Вагон императорского поезда, застывший на псковских рельсах, стал саркофагом для русской монархии. Внутри царила тишина, густая и тяжёлая, которую не мог разрядить даже спокойный, ровный голос Императора. Двое приехавших из мятежного Петрограда — Гучков и Шульгин — были лишь исполнителями. Но за их спинами стояли генералы, сановники и великие князья, которые в паническом страхе уже отреклись от своего Государя в сердцах своих.
Их миссия с самого начала была основана на страусиной логике предательства. «Мы ехали не для того, чтобы «свергать царя». Мы ехали для того, чтобы найти выход из положения, которое стало гибельным для России... Мы думали, что, принеся в жертву царя, мы спасаем Родину и династию». Они везли с собой в Псков собственный, заранее заготовленный проект манифеста об отречении – акт неслыханной дерзости, уже бывший государственной изменой.
Император Николай Александрович стоял перед ними, и Шульгин, сам того не ведая, запечатлел в памяти образ обречённости: «Он был одет в защитную рубашку и такие же штаны, заправленные в высокие сапоги.
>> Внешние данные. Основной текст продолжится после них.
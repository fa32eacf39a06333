//! Account lifecycle: register, login, refresh, deletion requests and full
//! account removal.

use chrono::Duration;
use serde::Serialize;
use serde_json::{json, Value};
use tanda_core::calendar::{format_date, format_timestamp};
use tanda_core::contract::{
    DeletionRequest, User, ACCOUNT_PENDING_DELETION, ADMIN_ROLE, DELETION_GRACE_DAYS,
    DELETION_PENDING, DEFAULT_DELETION_REASON,
};
use tanda_core::ids;
use tanda_core::validation::{looks_like_email, normalize_email, text_field};

use crate::adapters::kv_store::Item;
use crate::auth::tokens::{TokenError, TokenPair};
use crate::context::ApiContext;
use crate::http::{success, success_with_message, ApiError, ApiGatewayResponse, ApiRequest};

#[derive(Debug, Serialize)]
#[serde(rename_all = "camelCase")]
struct SessionResponse {
    id: String,
    email: String,
    nombre: String,
    token: String,
    refresh_token: String,
    expires_in: i64,
}

impl SessionResponse {
    fn new(user: &User, tokens: TokenPair) -> Self {
        Self {
            id: user.id.clone(),
            email: user.email.clone(),
            nombre: user.nombre.clone(),
            token: tokens.token,
            refresh_token: tokens.refresh_token,
            expires_in: tokens.expires_in,
        }
    }
}

fn issue_tokens(ctx: &ApiContext, user: &User) -> Result<TokenPair, ApiError> {
    ctx.tokens()
        .issue(&user.id, &user.email, ctx.now)
        .map_err(|error| ApiError::Internal(error.to_string()))
}

pub fn register(ctx: &ApiContext, request: &ApiRequest) -> Result<ApiGatewayResponse, ApiError> {
    let body = &request.body;
    let (Some(email), Some(password), Some(nombre)) = (
        text_field(body, "email"),
        text_field(body, "password"),
        text_field(body, "nombre"),
    ) else {
        return Err(ApiError::bad_request(
            "MISSING_FIELDS",
            "Email, password y nombre son requeridos",
        ));
    };

    let repo = ctx.repo();
    if repo.user_by_email(&email)?.is_some() {
        return Err(ApiError::bad_request("EMAIL_EXISTS", "El email ya está registrado"));
    }

    let timestamp = ctx.timestamp();
    let user = User {
        id: ids::user_id(),
        email,
        nombre,
        telefono: Some(text_field(body, "telefono").unwrap_or_default()),
        password_hash: Some(ctx.passwords.hash(&password)),
        role: Some(ADMIN_ROLE.to_string()),
        tandas: Vec::new(),
        created_at: Some(timestamp.clone()),
        updated_at: Some(timestamp.clone()),
        last_login: Some(timestamp),
        solicitud_eliminacion: None,
        estado_cuenta: None,
        extra: Item::new(),
    };
    repo.put_user(&user)?;
    tracing::info!(component = "auth", event = "user_registered", user_id = %user.id);

    let tokens = issue_tokens(ctx, &user)?;
    success(201, SessionResponse::new(&user, tokens))
}

pub fn login(ctx: &ApiContext, request: &ApiRequest) -> Result<ApiGatewayResponse, ApiError> {
    let (Some(email), Some(password)) = (
        text_field(&request.body, "email"),
        text_field(&request.body, "password"),
    ) else {
        return Err(ApiError::bad_request(
            "MISSING_CREDENTIALS",
            "Email y password son requeridos",
        ));
    };
    let invalid = || ApiError::client(401, "INVALID_CREDENTIALS", "Email o contraseña incorrectos");

    let repo = ctx.repo();
    let user = repo.user_by_email(&email)?.ok_or_else(invalid)?;
    let matches = user
        .password_hash
        .as_deref()
        .map(|stored| ctx.passwords.verify(&password, stored))
        .unwrap_or(false);
    if !matches {
        tracing::info!(component = "auth", event = "login_rejected", user_id = %user.id);
        return Err(invalid());
    }

    let tokens = issue_tokens(ctx, &user)?;
    let mut changes = Item::new();
    changes.insert("lastLogin".to_string(), Value::from(ctx.timestamp()));
    repo.update_user(&user.id, &changes)?;

    success(200, SessionResponse::new(&user, tokens))
}

pub fn refresh(ctx: &ApiContext, request: &ApiRequest) -> Result<ApiGatewayResponse, ApiError> {
    let refresh_token = text_field(&request.body, "refreshToken")
        .ok_or_else(|| ApiError::bad_request("MISSING_TOKEN", "Refresh token es requerido"))?;
    let claims = ctx
        .tokens()
        .verify_refresh(&refresh_token, ctx.now)
        .map_err(|error| match error {
            TokenError::Expired => ApiError::client(401, "TOKEN_EXPIRED", "Refresh token expirado"),
            _ => ApiError::client(401, "INVALID_TOKEN", "Refresh token inválido"),
        })?;

    let user = ctx
        .repo()
        .user(&claims.id)?
        .ok_or_else(|| ApiError::not_found("USER_NOT_FOUND", "Usuario no encontrado"))?;
    let tokens = issue_tokens(ctx, &user)?;
    success(
        200,
        json!({
            "token": tokens.token,
            "refreshToken": tokens.refresh_token,
            "expiresIn": tokens.expires_in,
        }),
    )
}

/// `PUT /auth/register`: schedules the account for deletion.
pub fn request_deletion(ctx: &ApiContext, request: &ApiRequest) -> Result<ApiGatewayResponse, ApiError> {
    let body = &request.body;
    let email = normalize_email(body.get("email").and_then(Value::as_str).unwrap_or_default());
    if email.is_empty() {
        return Err(ApiError::bad_request(
            "MISSING_EMAIL",
            "El correo electrónico es requerido",
        ));
    }
    if !looks_like_email(&email) {
        return Err(ApiError::bad_request(
            "INVALID_EMAIL",
            "Por favor ingresa un correo electrónico válido",
        ));
    }
    let trimmed = |name: &str| {
        body.get(name)
            .and_then(Value::as_str)
            .map(str::trim)
            .filter(|value| !value.is_empty())
            .map(str::to_string)
    };

    let repo = ctx.repo();
    let user = repo.user_by_email(&email)?.ok_or_else(|| {
        ApiError::not_found(
            "USER_NOT_FOUND",
            "No se encontró una cuenta asociada a este correo electrónico",
        )
    })?;
    if user.has_pending_deletion() {
        return Err(ApiError::bad_request(
            "DELETION_ALREADY_REQUESTED",
            "Ya existe una solicitud de eliminación activa para esta cuenta",
        ));
    }

    let deletion_at = ctx.now + Duration::days(DELETION_GRACE_DAYS);
    let deletion = DeletionRequest {
        estado: DELETION_PENDING.to_string(),
        fecha_solicitud: ctx.timestamp(),
        fecha_eliminacion_programada: format_timestamp(deletion_at),
        email: email.clone(),
        motivo: trimmed("reason").unwrap_or_else(|| DEFAULT_DELETION_REASON.to_string()),
        telefono: trimmed("phone"),
    };
    let mut changes = Item::new();
    changes.insert(
        "solicitudEliminacion".to_string(),
        serde_json::to_value(&deletion)
            .map_err(|error| ApiError::Internal(error.to_string()))?,
    );
    changes.insert("estadoCuenta".to_string(), Value::from(ACCOUNT_PENDING_DELETION));
    changes.insert("fechaActualizacion".to_string(), Value::from(ctx.timestamp()));
    repo.update_user(&user.id, &changes)?;
    tracing::info!(component = "auth", event = "deletion_requested", user_id = %user.id);

    success_with_message(
        200,
        json!({
            "email": email,
            "deletionDate": format_date(deletion_at.date_naive()),
            "daysRemaining": DELETION_GRACE_DAYS,
        }),
        Some("Tu solicitud de eliminación ha sido procesada exitosamente. Tu cuenta será eliminada en un plazo máximo de 30 días."),
    )
}

#[derive(Debug, Default, Serialize)]
struct DeletedCounts {
    tandas_eliminadas: usize,
    participantes_eliminados: usize,
    pagos_eliminados: usize,
    links_eliminados: usize,
    notificaciones_eliminadas: usize,
}

/// `DELETE /auth/account`: removes the caller and everything they own.
pub fn delete_account(ctx: &ApiContext, request: &ApiRequest) -> Result<ApiGatewayResponse, ApiError> {
    let claims = ctx.authenticate(request)?;
    let repo = ctx.repo();
    let mut counts = DeletedCounts::default();

    for tanda in repo.tandas_by_admin(&claims.id)? {
        for participant in repo.participants(&tanda.id)? {
            repo.delete_participant(&tanda.id, &participant.participante_id)?;
            counts.participantes_eliminados += 1;
        }
        for payment in repo.payments(&tanda.id)? {
            repo.delete_payment(&tanda.id, &payment.pago_id)?;
            counts.pagos_eliminados += 1;
        }
        for notification in repo.notifications(&tanda.id)? {
            repo.delete_notification(&tanda.id, &notification.notificacion_id)?;
            counts.notificaciones_eliminadas += 1;
        }
        for link in repo.links_for_tanda(&tanda.id)? {
            repo.delete_link(&link.token)?;
            counts.links_eliminados += 1;
        }
        repo.delete_tanda(&tanda.id)?;
        counts.tandas_eliminadas += 1;
    }
    repo.delete_user(&claims.id)?;
    tracing::info!(
        component = "auth",
        event = "account_deleted",
        user_id = %claims.id,
        tandas = counts.tandas_eliminadas,
        participantes = counts.participantes_eliminados,
        pagos = counts.pagos_eliminados
    );

    success_with_message(
        200,
        json!({
            "userId": claims.id,
            "eliminados": counts,
            "timestamp": ctx.timestamp(),
        }),
        Some("Cuenta eliminada exitosamente"),
    )
}
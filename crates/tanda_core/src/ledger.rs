//! Payment bookkeeping: payment keys, the participant × round matrix and the
//! per-participant round summaries served with a tanda.

use std::collections::{BTreeMap, HashMap};

use serde::Serialize;

use crate::contract::{Participant, Payment, Tanda};

pub fn payment_id(participant_id: &str, round: u32) -> String {
    format!("{participant_id}_{round}")
}

/// Key prefix shared by every payment of one participant.
pub fn payment_prefix(participant_id: &str) -> String {
    format!("{participant_id}_")
}

pub fn sort_by_slot(participants: &mut [Participant]) {
    participants.sort_by_key(|participant| participant.numero_asignado);
}

#[derive(Debug, Clone, Copy, PartialEq, Eq, Serialize)]
#[serde(rename_all = "snake_case")]
pub enum Standing {
    AlCorriente,
    Atrasado,
}

#[derive(Debug, Clone, PartialEq, Serialize)]
#[serde(rename_all = "camelCase")]
pub struct MatrixCell {
    pub pagado: bool,
    pub fecha_pago: Option<String>,
    pub es_futuro: bool,
    pub exento_pago: bool,
    pub metodo_pago: Option<String>,
    pub monto: Option<f64>,
    pub notas: Option<String>,
}

#[derive(Debug, Clone, PartialEq, Serialize)]
#[serde(rename_all = "camelCase")]
pub struct MatrixRow {
    pub participante_id: String,
    pub nombre: String,
    pub numero_asignado: u32,
    pub pagos: BTreeMap<String, MatrixCell>,
    pub estado_general: Standing,
    pub pagos_adelantados: u32,
}

#[derive(Debug, Clone, PartialEq, Serialize)]
#[serde(rename_all = "camelCase")]
pub struct PaymentMatrix {
    pub ronda_actual: u32,
    pub total_rondas: u32,
    pub tanda_id: String,
    pub matriz: Vec<MatrixRow>,
}

pub fn payment_matrix(tanda: &Tanda, participants: &[Participant], payments: &[Payment]) -> PaymentMatrix {
    let by_round: HashMap<(&str, u32), &Payment> = payments
        .iter()
        .map(|payment| ((payment.participante_id.as_str(), payment.ronda), payment))
        .collect();

    let mut ordered: Vec<&Participant> = participants.iter().collect();
    ordered.sort_by_key(|participant| participant.numero_asignado);

    let current = tanda.ronda_actual;
    let expected = current.saturating_sub(1);
    let matriz = ordered
        .into_iter()
        .map(|participant| {
            let mut pagos = BTreeMap::new();
            let mut made = 0;
            let mut advance = 0;
            for round in 1..=tanda.total_rondas {
                let payment = by_round.get(&(participant.participante_id.as_str(), round));
                let cell = MatrixCell {
                    pagado: payment.map(|p| p.pagado).unwrap_or(false),
                    fecha_pago: payment.and_then(|p| p.fecha_pago.clone()),
                    es_futuro: round > current,
                    exento_pago: payment.map(|p| p.exento_pago).unwrap_or(false),
                    metodo_pago: payment.and_then(|p| p.metodo_pago.clone()),
                    monto: payment.and_then(|p| p.monto),
                    notas: payment.and_then(|p| p.notas.clone()),
                };
                if cell.pagado {
                    if round <= current {
                        made += 1;
                    } else {
                        advance += 1;
                    }
                }
                pagos.insert(round.to_string(), cell);
            }
            MatrixRow {
                participante_id: participant.participante_id.clone(),
                nombre: participant.nombre.clone(),
                numero_asignado: participant.numero_asignado,
                pagos,
                estado_general: if made >= expected {
                    Standing::AlCorriente
                } else {
                    Standing::Atrasado
                },
                pagos_adelantados: advance,
            }
        })
        .collect();

    PaymentMatrix {
        ronda_actual: current,
        total_rondas: tanda.total_rondas,
        tanda_id: tanda.id.clone(),
        matriz,
    }
}

/// Round summary attached to each participant when a tanda is read.
#[derive(Debug, Clone, PartialEq, Serialize)]
#[serde(rename_all = "camelCase")]
pub struct RoundPayment {
    pub pagado: bool,
    pub fecha_pago: String,
    pub monto: f64,
    pub exento_pago: bool,
    pub metodo_pago: Option<String>,
    pub notas: Option<String>,
}

pub fn rounds_by_participant(payments: &[Payment]) -> HashMap<String, BTreeMap<String, RoundPayment>> {
    let mut grouped: HashMap<String, BTreeMap<String, RoundPayment>> = HashMap::new();
    for payment in payments {
        grouped
            .entry(payment.participante_id.clone())
            .or_default()
            .insert(
                payment.ronda.to_string(),
                RoundPayment {
                    pagado: payment.pagado,
                    fecha_pago: payment.fecha_pago.clone().unwrap_or_default(),
                    monto: payment.monto.unwrap_or(0.0),
                    exento_pago: payment.exento_pago,
                    metodo_pago: payment.metodo_pago.clone(),
                    notas: payment.notas.clone(),
                },
            );
    }
    grouped
}

pub fn filter_history(payments: Vec<Payment>, participant_id: Option<&str>, round: Option<u32>) -> Vec<Payment> {
    payments
        .into_iter()
        .filter(|payment| participant_id.map_or(true, |id| payment.participante_id == id))
        .filter(|payment| round.map_or(true, |round| payment.ronda == round))
        .collect()
}

/// Sum of `monto` over paid payments.
pub fn paid_total(payments: &[Payment]) -> f64 {
    payments
        .iter()
        .filter(|payment| payment.pagado)
        .filter_map(|payment| payment.monto)
        .sum()
}
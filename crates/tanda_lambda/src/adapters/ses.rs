use aws_sdk_sesv2::types::{Body, Content, Destination, EmailContent, Message};

use super::messaging::{DeliveryError, EmailMessage, EmailSender};
use super::run_blocking;

pub struct SesMailer {
    client: aws_sdk_sesv2::Client,
}

impl SesMailer {
    pub fn new(client: aws_sdk_sesv2::Client) -> Self {
        Self { client }
    }
}

fn utf8_content(text: &str) -> Result<Content, DeliveryError> {
    Content::builder()
        .data(text)
        .charset("UTF-8")
        .build()
        .map_err(|error| DeliveryError::Email(error.to_string()))
}

impl EmailSender for SesMailer {
    fn send_email(&self, message: &EmailMessage) -> Result<(), DeliveryError> {
        let body = Body::builder()
            .html(utf8_content(&message.html)?)
            .text(utf8_content(&message.text)?)
            .build();
        let content = EmailContent::builder()
            .simple(
                Message::builder()
                    .subject(utf8_content(&message.subject)?)
                    .body(body)
                    .build(),
            )
            .build();
        let request = self
            .client
            .send_email()
            .from_email_address(&message.from)
            .destination(Destination::builder().to_addresses(&message.to).build())
            .content(content);

        run_blocking(async move { request.send().await })
            .map(|_| ())
            .map_err(|error| DeliveryError::Email(error.to_string()))
    }
}
use serde_json::json;
use tanda_core::calendar::format_timestamp;
use tanda_core::stats::{tanda_report, tanda_statistics, ReportFormat};

use super::to_value;
use crate::context::ApiContext;
use crate::http::{json_response, success, ApiError, ApiGatewayResponse, ApiRequest};

pub fn statistics(ctx: &ApiContext, request: &ApiRequest) -> Result<ApiGatewayResponse, ApiError> {
    let claims = ctx.authenticate(request)?;
    let tanda_id = request.path_param("tandaId")?;
    let repo = ctx.repo();
    let tanda = repo.owned_tanda(tanda_id, &claims.id)?;
    let participants = repo.participants(tanda_id)?;
    let payments = repo.payments(tanda_id)?;

    let report = tanda_statistics(&tanda, &participants, &payments, ctx.now);
    tracing::debug!(
        component = "statistics",
        event = "statistics_computed",
        tanda_id,
        participants = participants.len(),
        payments = payments.len()
    );
    success(200, report)
}

/// Full export of a tanda. Only `json` is rendered; `pdf` and `excel` hand
/// back the same data for client-side rendering.
pub fn report(ctx: &ApiContext, request: &ApiRequest) -> Result<ApiGatewayResponse, ApiError> {
    let claims = ctx.authenticate(request)?;
    let tanda_id = request.path_param("tandaId")?;
    let repo = ctx.repo();
    let tanda = repo.owned_tanda(tanda_id, &claims.id)?;
    let format = ReportFormat::parse(request.query_param("formato").unwrap_or("json"))
        .map_err(|error| ApiError::bad_request("INVALID_FORMAT", error.message()))?;

    let participants = repo.participants(tanda_id)?;
    let payments = repo.payments(tanda_id)?;
    let report = tanda_report(&tanda, &participants, &payments, ctx.now);
    tracing::info!(
        component = "statistics",
        event = "report_generated",
        tanda_id,
        format = format.as_str(),
        generated_at = %format_timestamp(ctx.now)
    );

    match format {
        ReportFormat::Json => success(200, report),
        ReportFormat::Pdf | ReportFormat::Excel => Ok(json_response(
            200,
            json!({
                "success": true,
                "message": format!("Generación de {} no implementada aún", format.as_str()),
                "data": to_value(&report)?,
                "note": "Usa formato=json para obtener los datos y procesarlos en el frontend",
            }),
        )),
    }
}
use std::collections::HashMap;

use chrono::{DateTime, Utc};

#[derive(Debug, thiserror::Error)]
pub enum ObjectStoreError {
    #[error("object {key} not found")]
    NotFound { key: String },
    #[error("object store request failed: {0}")]
    Backend(String),
}

#[derive(Debug, Clone, PartialEq, Eq)]
pub struct StoredObject {
    pub body: Vec<u8>,
    pub metadata: HashMap<String, String>,
}

#[derive(Debug, Clone, PartialEq, Eq)]
pub struct ObjectSummary {
    pub key: String,
    pub size: u64,
    pub last_modified: DateTime<Utc>,
    pub storage_class: Option<String>,
}

pub trait ObjectStore {
    fn put_object(
        &self,
        key: &str,
        body: &[u8],
        content_type: &str,
        metadata: &HashMap<String, String>,
    ) -> Result<(), ObjectStoreError>;

    fn get_object(&self, key: &str) -> Result<StoredObject, ObjectStoreError>;

    /// Every object under `prefix`, across all listing pages.
    fn list_objects(&self, prefix: &str) -> Result<Vec<ObjectSummary>, ObjectStoreError>;
}
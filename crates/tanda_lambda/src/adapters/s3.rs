use std::collections::HashMap;

use aws_sdk_s3::primitives::ByteStream;
use aws_sdk_s3::types::ServerSideEncryption;
use chrono::{DateTime, Utc};

use super::object_store::{ObjectStore, ObjectStoreError, ObjectSummary, StoredObject};
use super::run_blocking;

pub struct S3ObjectStore {
    bucket: String,
    client: aws_sdk_s3::Client,
}

impl S3ObjectStore {
    pub fn new(bucket: impl Into<String>, client: aws_sdk_s3::Client) -> Self {
        Self {
            bucket: bucket.into(),
            client,
        }
    }
}

impl ObjectStore for S3ObjectStore {
    fn put_object(
        &self,
        key: &str,
        body: &[u8],
        content_type: &str,
        metadata: &HashMap<String, String>,
    ) -> Result<(), ObjectStoreError> {
        let request = self
            .client
            .put_object()
            .bucket(&self.bucket)
            .key(key)
            .body(ByteStream::from(body.to_vec()))
            .content_type(content_type)
            .set_metadata(Some(metadata.clone()))
            .server_side_encryption(ServerSideEncryption::Aes256);

        run_blocking(async move { request.send().await })
            .map(|_| ())
            .map_err(|error| {
                ObjectStoreError::Backend(format!("failed to write {key} to s3: {error}"))
            })
    }

    fn get_object(&self, key: &str) -> Result<StoredObject, ObjectStoreError> {
        let request = self.client.get_object().bucket(&self.bucket).key(key);

        run_blocking(async move {
            let output = match request.send().await {
                Ok(output) => output,
                Err(error) => {
                    let missing = error
                        .as_service_error()
                        .map(|service| service.is_no_such_key())
                        .unwrap_or(false);
                    return Err(if missing {
                        ObjectStoreError::NotFound {
                            key: key.to_string(),
                        }
                    } else {
                        ObjectStoreError::Backend(format!("failed to read {key} from s3: {error}"))
                    });
                }
            };
            let metadata = output.metadata().cloned().unwrap_or_default();
            let body = output
                .body
                .collect()
                .await
                .map_err(|error| {
                    ObjectStoreError::Backend(format!("failed to stream {key} from s3: {error}"))
                })?
                .into_bytes()
                .to_vec();
            Ok(StoredObject { body, metadata })
        })
    }

    fn list_objects(&self, prefix: &str) -> Result<Vec<ObjectSummary>, ObjectStoreError> {
        let mut objects = Vec::new();
        let mut continuation: Option<String> = None;
        loop {
            let request = self
                .client
                .list_objects_v2()
                .bucket(&self.bucket)
                .prefix(prefix)
                .set_continuation_token(continuation.take());
            let output = run_blocking(async move { request.send().await }).map_err(|error| {
                ObjectStoreError::Backend(format!("failed to list {prefix} in s3: {error}"))
            })?;

            for object in output.contents() {
                let Some(key) = object.key() else {
                    continue;
                };
                let last_modified = object
                    .last_modified()
                    .and_then(|at| DateTime::<Utc>::from_timestamp(at.secs(), at.subsec_nanos()))
                    .unwrap_or_default();
                objects.push(ObjectSummary {
                    key: key.to_string(),
                    size: object.size().unwrap_or_default().max(0) as u64,
                    last_modified,
                    storage_class: object
                        .storage_class()
                        .map(|class| class.as_str().to_string()),
                });
            }

            match output.next_continuation_token() {
                Some(token) if output.is_truncated().unwrap_or(false) => {
                    continuation = Some(token.to_string())
                }
                _ => return Ok(objects),
            }
        }
    }
}
use chrono::{DateTime, Duration, Utc};
use jsonwebtoken::{decode, encode, Algorithm, DecodingKey, EncodingKey, Header, Validation};
use serde::de::DeserializeOwned;
use serde::{Deserialize, Serialize};
use tanda_core::contract::{ACCESS_TOKEN_TTL_SECS, REFRESH_TOKEN_TTL_DAYS};

#[derive(Debug, thiserror::Error, PartialEq, Eq)]
pub enum TokenError {
    #[error("token expired")]
    Expired,
    #[error("invalid token: {0}")]
    Invalid(String),
    #[error("token signing failed: {0}")]
    Signing(String),
}

trait Expiring {
    fn exp(&self) -> i64;
}

#[derive(Debug, Clone, Serialize, Deserialize, PartialEq, Eq)]
pub struct AccessClaims {
    pub id: String,
    pub email: String,
    pub exp: i64,
}

impl Expiring for AccessClaims {
    fn exp(&self) -> i64 {
        self.exp
    }
}

#[derive(Debug, Clone, Serialize, Deserialize, PartialEq, Eq)]
pub struct RefreshClaims {
    pub id: String,
    pub exp: i64,
}

impl Expiring for RefreshClaims {
    fn exp(&self) -> i64 {
        self.exp
    }
}

/// Access and refresh tokens issued together after register, login or refresh.
#[derive(Debug, Clone, PartialEq, Eq)]
pub struct TokenPair {
    pub token: String,
    pub refresh_token: String,
    pub expires_in: i64,
}

fn sign(secret: &[u8], claims: &impl Serialize) -> Result<String, TokenError> {
    encode(
        &Header::new(Algorithm::HS256),
        claims,
        &EncodingKey::from_secret(secret),
    )
    .map_err(|error| TokenError::Signing(error.to_string()))
}

/// Signature is checked by the library; expiry against `now`.
fn verify<C: DeserializeOwned + Expiring>(
    secret: &[u8],
    token: &str,
    now: DateTime<Utc>,
) -> Result<C, TokenError> {
    let mut validation = Validation::new(Algorithm::HS256);
    validation.validate_exp = false;
    let data = decode::<C>(token, &DecodingKey::from_secret(secret), &validation)
        .map_err(|error| TokenError::Invalid(error.to_string()))?;
    if data.claims.exp() < now.timestamp() {
        return Err(TokenError::Expired);
    }
    Ok(data.claims)
}

pub fn verify_access_token(
    secret: &str,
    token: &str,
    now: DateTime<Utc>,
) -> Result<AccessClaims, TokenError> {
    verify(secret.as_bytes(), token, now)
}

pub struct TokenService<'a> {
    access_secret: &'a str,
    refresh_secret: &'a str,
}

impl<'a> TokenService<'a> {
    pub fn new(access_secret: &'a str, refresh_secret: &'a str) -> Self {
        Self {
            access_secret,
            refresh_secret,
        }
    }

    pub fn issue(&self, user_id: &str, email: &str, now: DateTime<Utc>) -> Result<TokenPair, TokenError> {
        let access = AccessClaims {
            id: user_id.to_string(),
            email: email.to_string(),
            exp: now.timestamp() + ACCESS_TOKEN_TTL_SECS,
        };
        let refresh = RefreshClaims {
            id: user_id.to_string(),
            exp: (now + Duration::days(REFRESH_TOKEN_TTL_DAYS)).timestamp(),
        };
        Ok(TokenPair {
            token: sign(self.access_secret.as_bytes(), &access)?,
            refresh_token: sign(self.refresh_secret.as_bytes(), &refresh)?,
            expires_in: ACCESS_TOKEN_TTL_SECS,
        })
    }

    pub fn verify_access(&self, token: &str, now: DateTime<Utc>) -> Result<AccessClaims, TokenError> {
        verify_access_token(self.access_secret, token, now)
    }

    pub fn verify_refresh(&self, token: &str, now: DateTime<Utc>) -> Result<RefreshClaims, TokenError> {
        verify(self.refresh_secret.as_bytes(), token, now)
    }
}
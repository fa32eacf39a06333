use chrono::{DateTime, NaiveDateTime, Utc};
use tanda_core::calendar::format_timestamp;

use crate::adapters::kv_store::KeyValueStore;
use crate::adapters::messaging::{EmailSender, SmsSender};
use crate::auth::password::PasswordHasher;
use crate::auth::tokens::{AccessClaims, TokenService};
use crate::config::ApiConfig;
use crate::http::{ApiError, ApiRequest};
use crate::repository::Repository;

/// Collaborators and clock of one API invocation.
pub struct ApiContext<'a> {
    pub config: &'a ApiConfig,
    pub store: &'a dyn KeyValueStore,
    pub sms: &'a dyn SmsSender,
    pub mailer: &'a dyn EmailSender,
    pub passwords: &'a dyn PasswordHasher,
    pub now: DateTime<Utc>,
}

impl<'a> ApiContext<'a> {
    pub fn repo(&self) -> Repository<'a> {
        Repository::new(self.store, &self.config.tables)
    }

    pub fn tokens(&self) -> TokenService<'a> {
        TokenService::new(&self.config.jwt_secret, &self.config.jwt_refresh_secret)
    }

    pub fn timestamp(&self) -> String {
        format_timestamp(self.now)
    }

    pub fn naive_now(&self) -> NaiveDateTime {
        self.now.naive_utc()
    }

    /// Claims of the bearer access token, or 401.
    pub fn authenticate(&self, request: &ApiRequest) -> Result<AccessClaims, ApiError> {
        let token = request
            .bearer_token()
            .ok_or_else(|| ApiError::unauthorized("Token inválido"))?;
        self.tokens().verify_access(token, self.now).map_err(|error| {
            tracing::debug!(component = "auth", event = "token_rejected", error = %error);
            ApiError::unauthorized("Token inválido o expirado")
        })
    }
}
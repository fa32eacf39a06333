use tracing_subscriber::EnvFilter;

/// Installs the JSON subscriber used by every binary. `RUST_LOG` overrides
/// the default `info` filter. Calling it twice is harmless.
pub fn init() {
    let filter = EnvFilter::try_from_default_env().unwrap_or_else(|_| EnvFilter::new("info"));
    let _ = tracing_subscriber::fmt()
        .json()
        .with_env_filter(filter)
        .with_current_span(false)
        .with_target(false)
        .without_time()
        .try_init();
}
Он сидел за простым столом. Когда мы вошли, он встал... Николай II выслушал его спокойно и внимательно. Лицо его было совершенно непроницаемо. Казалось, он совершенно не волнуется. Только был он очень бледен... Он говорил просто, точно докладывал о самом обыкновенном деле. В его голосе, в его манерах не было и тени нервности. Это было почти сверхчеловеческое спокойствие».
Это было спокойствие человека, который увидел пустоту вокруг себя. Позже, осмысливая тот день, Шульгин даст точнейший диагноз: «Кругом измена, и трусость, и обман». И в этой атмосфере всеобщего предательства прозвучали простые и страшные слова, решившие судьбу империи:
«— Я решил отречься от престола... — сказал Государь. — До трех часов сегодняшнего дня я думал, что могу отречься в пользу сына Алексея... Но к этому времени я переменил решение в пользу брата Михаила... Надеюсь, вы поймете чувства отца... Я не хотел бы расставаться с сыном».
И вот тут началась вторая, невидимая миру драма – драма текста. Царь не просто объявил им о своём решении. Он предъявил им свой вариант манифеста, уже написанный от его имени в канцелярских, бесстрастных выражениях. Тот самый проект, который привезли Шульгин с Гучковым, был отброшен. Но и царский текст был немедленно подвергнут правке. Прямо там, в вагоне, под диктовку прибывших, в документ стали вносить изменения, спешно переписывая отдельные формулировки, стараясь придать ему хоть какую-то видимость законности. Это была лихорадочная, кощунственная импровизация, попытка задним числом оформить акт величайшей государственной измены как добровольное волеизъявление.
Когда всё было подписано и переписано, Шульгин, принимая исторический документ, ощутил его страшную тяжесть: «Он встал. Все встали. Он передал бумагу мне. На ней было написано отречение... Я взял этот исторический документ и спрятал его в карман. Я чувствовал, что совершилось что-то огромное, непоправимое». Выйдя из вагона, его охватило чувство, которое он пронесёт через всю жизнь: «Когда я вышел из вагона, у меня было такое чувство, как будто я был соучастником убийства... Но я был убежден, что это необходимо».
В этой убеждённости и заключалась их роковая слепота. Они верили в хирургическое отсечение больной главы ради здоровья государственного организма. Они думали, что исправления, внесённые в текст манифеста, придают ему легитимность. Но результат оказался ужаснее самых чёрных прогнозов. Спустя годы, окидывая взглядом кровавый путь России после того дня, Шульгин с горечью признает: «Мы думали, что государственный организм болен какой-то тяжелой, но излечимой болезнью. Оказалось, что он болен чумой».
Их «спасительная» операция, их подготовка альтернативного проекта, их правки в тексте – всё это убило пациента. Предательство ближнего круга, трусость командования, молчаливое согласие элит и этот спешно переписанный в царском вагоне манифест – всё это открыло шлюзы для потока насилия, хаоса и братоубийственной войны, который смел великую страну. Они отрекались от Царя, думая успокоить стихию, а на самом деле принесли его в жертву тому хаосу, который пожрал их всех.